Brief:
For the records below, give the number of lines containing the word "application" and no other text.

Data for review:
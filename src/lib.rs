//! Generator for the "La Sécurité des Travailleurs" brochure.
//!
//! The brochure is described as an ordered [`model::Story`] of content blocks, each paired with a
//! [`style::StyleDescriptor`], and rendered to an A4 PDF through `genpdf`.

pub mod brochure;
pub mod builder;
pub mod elements;
pub mod error;
pub mod fonts;
pub mod model;
pub mod outline;
pub mod richtext;
pub mod style;

pub use brochure::{generate_document, generate_document_to, OUTPUT_FILENAME};
pub use error::{PdfBuildError, Result};
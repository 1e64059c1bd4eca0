//! PDF post-processing built on top of `lopdf`.
//!
//! `genpdf` writes neither bookmarks nor the descriptive `/Info` entries beyond the title, so the
//! rendered bytes are reopened here to add a flat outline (one entry per section heading) and the
//! author, subject and keywords of the brochure.

use std::collections::BTreeMap;

use lopdf::{Dictionary, Document, Object, ObjectId, StringFormat};
use thiserror::Error;

/// Errors that can occur while post-processing a rendered PDF document.
#[derive(Debug, Error)]
pub enum OutlineError {
    /// The PDF bytes could not be parsed or written by `lopdf`.
    #[error("failed to parse PDF bytes: {0}")]
    Parse(#[from] lopdf::Error),
    /// Serializing the updated document failed.
    #[error("failed to serialize PDF: {0}")]
    Write(#[from] std::io::Error),
    /// A required catalog entry was missing from the document trailer.
    #[error("PDF catalog entry is missing")]
    MissingCatalog,
    /// The catalog object was not a dictionary, preventing outline injection.
    #[error("PDF catalog entry is not a dictionary")]
    InvalidCatalog,
    /// A referenced page number did not exist in the rendered document.
    #[error("bookmark {title:?} refers to missing page {page_number}")]
    MissingPage {
        /// Title of the bookmark whose page is missing.
        title: String,
        /// The requested (1-indexed) page number that could not be resolved.
        page_number: usize,
    },
}

/// Bookmark pointing at the first page of a section.
#[derive(Clone, Debug, PartialEq, Eq)]
pub struct Bookmark {
    /// Text shown in the viewer's outline pane.
    pub title: String,
    /// 1-indexed destination page.
    pub page_number: usize,
}

impl Bookmark {
    /// Creates a bookmark.
    pub fn new(title: impl Into<String>, page_number: usize) -> Self {
        Self {
            title: title.into(),
            page_number,
        }
    }
}

/// Descriptive entries merged into the document information dictionary.
#[derive(Clone, Debug, Default, PartialEq, Eq)]
pub struct DocumentInfo {
    /// `/Title`, rewritten as a proper text string.
    pub title: Option<String>,
    /// `/Author`
    pub author: Option<String>,
    /// `/Subject`
    pub subject: Option<String>,
    /// `/Keywords`
    pub keywords: Option<String>,
}

impl DocumentInfo {
    fn entries(&self) -> impl Iterator<Item = (&'static str, &str)> {
        [
            ("Title", self.title.as_deref()),
            ("Author", self.author.as_deref()),
            ("Subject", self.subject.as_deref()),
            ("Keywords", self.keywords.as_deref()),
        ]
        .into_iter()
        .filter_map(|(key, value)| value.map(|value| (key, value)))
    }

    fn is_empty(&self) -> bool {
        self.entries().next().is_none()
    }
}

/// Encodes `text` as a PDF text string.
///
/// ASCII stays a literal string; anything else is written as UTF-16BE with a byte order mark.
pub fn text_string(text: &str) -> Object {
    if text.is_ascii() {
        return Object::string_literal(text);
    }
    let mut bytes = vec![0xfe, 0xff];
    for unit in text.encode_utf16() {
        bytes.extend_from_slice(&unit.to_be_bytes());
    }
    Object::String(bytes, StringFormat::Hexadecimal)
}

/// Adds `bookmarks` and `info` to the PDF in `pdf_bytes` and returns the updated bytes.
///
/// The outline is flat: every bookmark is a direct child of the `/Outlines` root with a
/// `/Dest [page /Fit]` destination.  An outline root already referenced by the catalog is
/// reused, so the file never carries an orphaned empty root.
pub fn apply_outline(
    pdf_bytes: &[u8],
    bookmarks: &[Bookmark],
    info: &DocumentInfo,
) -> Result<Vec<u8>, OutlineError> {
    if bookmarks.is_empty() && info.is_empty() {
        return Ok(pdf_bytes.to_vec());
    }

    let mut document = Document::load_mem(pdf_bytes)?;

    if !bookmarks.is_empty() {
        let pages = document.get_pages();
        let entries = collect_outline_entries(&mut document, bookmarks, &pages)?;
        let outlines_id = match existing_outlines_root(&document) {
            Some(id) => id,
            None => document.new_object_id(),
        };
        link_outline_entries(outlines_id, &mut document, &entries);
        insert_outlines_root(outlines_id, &mut document, &entries)?;
    }

    if !info.is_empty() {
        merge_document_info(&mut document, info);
    }

    let mut buffer = Vec::new();
    document.save_to(&mut buffer)?;
    Ok(buffer)
}

struct OutlineEntry {
    object_id: ObjectId,
    page_ref: ObjectId,
    title: String,
}

fn collect_outline_entries(
    document: &mut Document,
    bookmarks: &[Bookmark],
    pages: &BTreeMap<u32, ObjectId>,
) -> Result<Vec<OutlineEntry>, OutlineError> {
    let mut entries = Vec::with_capacity(bookmarks.len());

    for bookmark in bookmarks {
        let page_ref = u32::try_from(bookmark.page_number)
            .ok()
            .and_then(|number| pages.get(&number).copied())
            .ok_or_else(|| OutlineError::MissingPage {
                title: bookmark.title.clone(),
                page_number: bookmark.page_number,
            })?;

        entries.push(OutlineEntry {
            object_id: document.new_object_id(),
            page_ref,
            title: bookmark.title.clone(),
        });
    }

    Ok(entries)
}

fn link_outline_entries(
    outlines_id: ObjectId,
    document: &mut Document,
    entries: &[OutlineEntry],
) {
    for (index, entry) in entries.iter().enumerate() {
        let mut dictionary = Dictionary::new();
        dictionary.set("Title", text_string(&entry.title));
        dictionary.set(
            "Dest",
            Object::Array(vec![
                Object::Reference(entry.page_ref),
                Object::Name("Fit".into()),
            ]),
        );
        dictionary.set("Parent", Object::Reference(outlines_id));

        if index > 0 {
            dictionary.set("Prev", Object::Reference(entries[index - 1].object_id));
        }

        if let Some(next) = entries.get(index + 1) {
            dictionary.set("Next", Object::Reference(next.object_id));
        }

        document
            .objects
            .insert(entry.object_id, Object::Dictionary(dictionary));
    }
}

fn catalog_id(document: &Document) -> Result<ObjectId, OutlineError> {
    document
        .trailer
        .get(b"Root")
        .and_then(Object::as_reference)
        .map_err(|_| OutlineError::MissingCatalog)
}

fn existing_outlines_root(document: &Document) -> Option<ObjectId> {
    let catalog = document.get_dictionary(catalog_id(document).ok()?).ok()?;
    catalog.get(b"Outlines").and_then(Object::as_reference).ok()
}

fn insert_outlines_root(
    outlines_id: ObjectId,
    document: &mut Document,
    entries: &[OutlineEntry],
) -> Result<(), OutlineError> {
    let catalog_id = catalog_id(document)?;

    let mut dictionary = Dictionary::new();
    dictionary.set("Type", Object::Name("Outlines".into()));
    dictionary.set("Count", Object::Integer(entries.len() as i64));
    if let Some(first) = entries.first() {
        dictionary.set("First", Object::Reference(first.object_id));
    }
    if let Some(last) = entries.last() {
        dictionary.set("Last", Object::Reference(last.object_id));
    }
    document
        .objects
        .insert(outlines_id, Object::Dictionary(dictionary));

    let catalog = document
        .objects
        .get_mut(&catalog_id)
        .ok_or(OutlineError::MissingCatalog)?
        .as_dict_mut()
        .map_err(|_| OutlineError::InvalidCatalog)?;
    catalog.set("Outlines", Object::Reference(outlines_id));
    catalog.set("PageMode", Object::Name("UseOutlines".into()));

    Ok(())
}

fn merge_document_info(document: &mut Document, info: &DocumentInfo) {
    let existing = document
        .trailer
        .get(b"Info")
        .and_then(Object::as_reference)
        .ok();

    let info_dict = existing.and_then(|id| {
        document
            .objects
            .get_mut(&id)
            .and_then(|object| object.as_dict_mut().ok())
    });

    match info_dict {
        Some(dictionary) => {
            for (key, value) in info.entries() {
                dictionary.set(key, text_string(value));
            }
        }
        None => {
            let mut dictionary = Dictionary::new();
            for (key, value) in info.entries() {
                dictionary.set(key, text_string(value));
            }
            let info_id = document.add_object(Object::Dictionary(dictionary));
            document.trailer.set("Info", Object::Reference(info_id));
        }
    }
}
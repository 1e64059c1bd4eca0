//! Story rendering on top of `genpdf`.
//!
//! [`PdfBuilder`] owns the page template (paper size and margins), the style sheet and the
//! story.  Rendering converts every block into a `genpdf` element, lays the document out in
//! memory and optionally post-processes the bytes with [`crate::outline`].

use genpdf::error::Error;
use genpdf::style::Style;
use genpdf::{self, elements, Element, Margins, PageDecorator, PaperSize, Size};
use log::debug;

use crate::elements::{text_block, CalloutBoxElement, PageTracker, VerticalSpace};
use crate::error::{PdfBuildError, Result};
use crate::fonts;
use crate::model::{Block, Story};
use crate::outline::{self, Bookmark, DocumentInfo};
use crate::style::{mm_from_f64, StyleRole, StyleSheet};

/// Default page margin on every side, in millimetres.
pub const DEFAULT_MARGIN_MM: f64 = 20.0;

/// Base font size applied to the document before block styles.
const BASE_FONT_SIZE: u8 = 11;

/// Output of [`PdfBuilder::render`].
#[derive(Clone, Debug)]
pub struct RenderedPdf {
    /// Serialized PDF document.
    pub bytes: Vec<u8>,
    /// Number of pages produced by the layout.
    pub page_count: usize,
    /// Page on which each story block started, indexed like [`Story::blocks`].
    pub block_pages: Vec<Option<usize>>,
    /// Bookmarks derived from the story headings.
    pub bookmarks: Vec<Bookmark>,
}

/// Builder that renders a [`Story`] into PDF bytes.
pub struct PdfBuilder {
    story: Story,
    styles: StyleSheet,
    paper_size: Size,
    margins: Margins,
    title: Option<String>,
    info: DocumentInfo,
    outline: bool,
}

impl PdfBuilder {
    /// Creates a builder for `story` with A4 paper, 2 cm margins and the brochure styles.
    pub fn new(story: Story) -> Self {
        Self {
            story,
            styles: StyleSheet::brochure(),
            paper_size: PaperSize::A4.into(),
            margins: Margins::all(mm_from_f64(DEFAULT_MARGIN_MM)),
            title: None,
            info: DocumentInfo::default(),
            outline: true,
        }
    }

    /// Sets the document title stored in the PDF metadata.
    pub fn with_title(mut self, title: impl Into<String>) -> Self {
        self.title = Some(title.into());
        self
    }

    /// Sets author, subject and keywords merged into the PDF metadata.
    pub fn with_info(mut self, info: DocumentInfo) -> Self {
        self.info = info;
        self
    }

    /// Enables or disables the bookmark and metadata post-processing pass.
    pub fn with_outline(mut self, outline: bool) -> Self {
        self.outline = outline;
        self
    }

    /// Lays out the story and returns the PDF bytes together with page information.
    pub fn render(self) -> Result<RenderedPdf> {
        let font_family = fonts::default_font_family().map_err(PdfBuildError::FontLoad)?;
        let mut document = genpdf::Document::new(font_family);
        document.set_paper_size(self.paper_size);
        document.set_font_size(BASE_FONT_SIZE);
        if let Some(title) = &self.title {
            document.set_title(title.clone());
        }

        let headings = self.story.headings();
        let blocks = self.story.into_blocks();
        debug!("Rendering story with {} blocks", blocks.len());

        let tracker = PageTracker::with_slots(blocks.len());
        document.set_page_decorator(PageTemplate::new(self.margins, tracker.clone()));

        for (index, block) in blocks.iter().enumerate() {
            match block {
                Block::Text(text) => {
                    let descriptor = self.styles.get(text.role());
                    let marked = tracker.mark(index, text_block(text.content(), descriptor));
                    document.push(marked.padded(descriptor.margins()));
                }
                Block::Spacer(height_mm) => {
                    document.push(tracker.mark(index, VerticalSpace::new(*height_mm)));
                }
                Block::PageBreak => document.push(elements::PageBreak::new()),
                Block::Callout(callout) => {
                    let descriptor = self.styles.get(StyleRole::Callout);
                    document.push(tracker.mark(
                        index,
                        CalloutBoxElement::new(
                            callout.content(),
                            descriptor,
                            callout.width_mm(),
                            callout.padding_pt(),
                        ),
                    ));
                }
            }
        }

        let mut bytes = Vec::new();
        document.render(&mut bytes).map_err(PdfBuildError::Render)?;

        let page_count = tracker.page_count();
        let block_pages = tracker.starts();
        debug!("Laid out {} pages", page_count);

        let bookmarks: Vec<Bookmark> = headings
            .into_iter()
            .filter_map(|(index, title)| {
                block_pages
                    .get(index)
                    .copied()
                    .flatten()
                    .map(|page| Bookmark::new(title, page))
            })
            .collect();

        if self.outline {
            bytes = outline::apply_outline(&bytes, &bookmarks, &self.info)?;
        }

        Ok(RenderedPdf {
            bytes,
            page_count,
            block_pages,
            bookmarks,
        })
    }
}

/// Page decorator that applies the margins and counts pages.
struct PageTemplate {
    margins: Margins,
    tracker: PageTracker,
}

impl PageTemplate {
    fn new(margins: Margins, tracker: PageTracker) -> Self {
        Self { margins, tracker }
    }
}

impl PageDecorator for PageTemplate {
    fn decorate_page<'a>(
        &mut self,
        _context: &genpdf::Context,
        mut area: genpdf::render::Area<'a>,
        _style: Style,
    ) -> std::result::Result<genpdf::render::Area<'a>, Error> {
        self.tracker.next_page();
        area.add_margins(self.margins);
        Ok(area)
    }
}
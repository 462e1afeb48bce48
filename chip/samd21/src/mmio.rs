//! Memory-Mapped I/O (MMIO) Operations
//!
//! Volatile register access for the SAMD21 peripherals. Every access
//! uses the register's own width: the byte-wide GCLK and PM registers
//! must not be touched with word accesses.

use core::ptr::{read_volatile, write_volatile};

use bootcore::{Register, Registers, Width};

/// Direct hardware access.
///
/// Zero-sized; holding one is a claim that the bring-up code owns the
/// peripherals it touches.
#[derive(Debug)]
pub struct Mmio {
    _private: (),
}

impl Mmio {
    /// # Safety
    /// Only one `Mmio` may be in use at a time, and only on the target
    /// the register map describes.
    pub const unsafe fn new() -> Self {
        Self { _private: () }
    }
}

impl Registers for Mmio {
    #[inline(always)]
    fn read(&mut self, reg: Register) -> u32 {
        unsafe {
            match reg.width {
                Width::Byte => read_volatile(reg.addr as *const u8) as u32,
                Width::Half => read_volatile(reg.addr as *const u16) as u32,
                Width::Word => read_volatile(reg.addr as *const u32),
            }
        }
    }

    #[inline(always)]
    fn write(&mut self, reg: Register, value: u32) {
        unsafe {
            match reg.width {
                Width::Byte => write_volatile(reg.addr as *mut u8, value as u8),
                Width::Half => write_volatile(reg.addr as *mut u16, value as u16),
                Width::Word => write_volatile(reg.addr as *mut u32, value),
            }
        }
    }
}
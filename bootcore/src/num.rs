//! Integer helpers for frequency and divisor math.
//!
//! Clock math rounds to nearest instead of truncating so the
//! steady-state frequency error stays below half a step.

/// Divide rounding to nearest, ties away from zero.
///
/// Computed in 64 bits so `n + d / 2` cannot overflow.
///
/// # Panics
/// Panics if `d` is zero. In a `const` context this is a build error.
#[inline]
pub const fn round_div(n: u32, d: u32) -> u32 {
    let n = n as u64;
    let d = d as u64;
    ((n + d / 2) / d) as u32
}

/// Whether `value` fits an unsigned field of `bits` width.
#[inline]
pub const fn fits(value: u32, bits: u32) -> bool {
    bits >= 32 || value < (1 << bits)
}
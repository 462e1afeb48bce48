//! Vector table and default handler registry.
//!
//! The processor reads the vector table directly on reset and on every
//! exception. Slot 0 is the initial stack pointer, slot 1 the reset
//! handler, slots 2..16 the architectural exceptions and everything
//! after that the vendor's peripheral interrupts. Positions are fixed by
//! the hardware; nothing checks them at run time.
//!
//! Handlers are chosen when the table is built, in `const` context:
//! every slot starts out bound to [`trap`] and the application replaces
//! the ones it implements. Binding a source twice fails const
//! evaluation and therefore the build. Reserved slots have no
//! [`Exception`] variant and cannot be bound.

use static_assertions::const_assert_eq;

/// Exception and interrupt handlers are plain C-ABI functions.
pub type Handler = unsafe extern "C" fn();

/// The reset handler must never return.
pub type ResetHandler = unsafe extern "C" fn() -> !;

/// Number of architectural exception slots after the reset vector.
pub const EXCEPTION_SLOTS: usize = 14;

/// Slot index of the first vendor interrupt.
pub const FIRST_IRQ_SLOT: usize = 16;

/// One pointer-sized vector table entry.
#[derive(Clone, Copy)]
#[repr(C)]
pub union Vector {
    handler: Handler,
    reserved: usize,
}

const_assert_eq!(core::mem::size_of::<Vector>(), core::mem::size_of::<usize>());

impl Vector {
    /// A reserved entry; reads as zero.
    pub const RESERVED: Vector = Vector { reserved: 0 };

    pub const fn handler(handler: Handler) -> Self {
        Vector { handler }
    }

    /// Address stored in the slot, 0 for reserved entries.
    pub fn address(&self) -> usize {
        // Both fields are pointer sized.
        unsafe { self.reserved }
    }

    pub fn is_reserved(&self) -> bool {
        self.address() == 0
    }
}

impl core::fmt::Debug for Vector {
    fn fmt(&self, f: &mut core::fmt::Formatter<'_>) -> core::fmt::Result {
        write!(f, "Vector({:#010x})", self.address())
    }
}

/// Trap body bound to every source the application leaves alone.
///
/// Parks the core so an attached debugger shows exactly which source
/// fired without a handler.
pub extern "C" fn trap() {
    bootcore::panic::halt_loop()
}

/// Architectural exceptions with a vector slot.
#[derive(Debug, Clone, Copy, PartialEq, Eq)]
#[repr(u8)]
pub enum Exception {
    Nmi = 2,
    HardFault = 3,
    SvCall = 11,
    PendSv = 14,
    SysTick = 15,
}

impl Exception {
    pub const ALL: [Exception; 5] = [
        Exception::Nmi,
        Exception::HardFault,
        Exception::SvCall,
        Exception::PendSv,
        Exception::SysTick,
    ];

    /// Vector table slot.
    pub const fn slot(self) -> usize {
        self as usize
    }

    /// Index into the exception block (slot minus 2).
    const fn index(self) -> usize {
        self as usize - 2
    }
}

/// Whether an exception slot (2..16) is reserved on ARMv6-M.
pub const fn is_reserved_exception_slot(slot: usize) -> bool {
    matches!(slot, 4..=10 | 12 | 13)
}

/// Handler registry for the architectural exceptions.
#[derive(Clone, Copy, Debug)]
pub struct CoreHandlers {
    slots: [Vector; EXCEPTION_SLOTS],
    bound: u16,
}

impl CoreHandlers {
    /// Every exception traps.
    pub const DEFAULT: CoreHandlers = CoreHandlers::new(trap);

    /// Registry with `fallback` in every non-reserved slot.
    pub const fn new(fallback: Handler) -> Self {
        let mut slots = [Vector::RESERVED; EXCEPTION_SLOTS];
        let mut i = 0;
        while i < EXCEPTION_SLOTS {
            if !is_reserved_exception_slot(i + 2) {
                slots[i] = Vector::handler(fallback);
            }
            i += 1;
        }
        Self { slots, bound: 0 }
    }

    /// Bind the application's handler for `exception`.
    ///
    /// # Panics
    /// If `exception` already has an application handler.
    pub const fn on(mut self, exception: Exception, handler: Handler) -> Self {
        let bit = 1u16 << exception.slot();
        assert!(self.bound & bit == 0, "exception handler bound twice");
        self.bound |= bit;
        self.slots[exception.index()] = Vector::handler(handler);
        self
    }

    /// Replace the fallback for `exception` without counting as an
    /// application binding. Runtime crates use this for sources they
    /// service themselves.
    pub const fn with_fallback(mut self, exception: Exception, handler: Handler) -> Self {
        self.slots[exception.index()] = Vector::handler(handler);
        self
    }

    /// Whether the application bound `exception`.
    pub const fn is_bound(&self, exception: Exception) -> bool {
        self.bound & (1u16 << exception.slot()) != 0
    }

    pub const fn slots(&self) -> [Vector; EXCEPTION_SLOTS] {
        self.slots
    }
}

/// The table the processor reads, `N` vendor interrupts long.
#[repr(C)]
pub struct VectorTable<const N: usize> {
    stack_top: *const u32,
    reset: ResetHandler,
    exceptions: [Vector; EXCEPTION_SLOTS],
    interrupts: [Vector; N],
}

// Read-only after link; the raw pointer is only an address.
unsafe impl<const N: usize> Sync for VectorTable<N> {}

impl<const N: usize> VectorTable<N> {
    /// Total number of slots.
    pub const LEN: usize = FIRST_IRQ_SLOT + N;

    pub const fn new(
        stack_top: *const u32,
        reset: ResetHandler,
        core: CoreHandlers,
        interrupts: [Vector; N],
    ) -> Self {
        Self {
            stack_top,
            reset,
            exceptions: core.slots(),
            interrupts,
        }
    }

    /// Address held by slot `index`, `None` for reserved or
    /// out-of-range slots.
    pub fn slot(&self, index: usize) -> Option<usize> {
        let address = match index {
            0 => self.stack_top as usize,
            1 => self.reset as usize,
            2..FIRST_IRQ_SLOT => self.exceptions[index - 2].address(),
            _ => self.interrupts.get(index - FIRST_IRQ_SLOT)?.address(),
        };
        (address != 0).then_some(address)
    }
}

Answer space:
6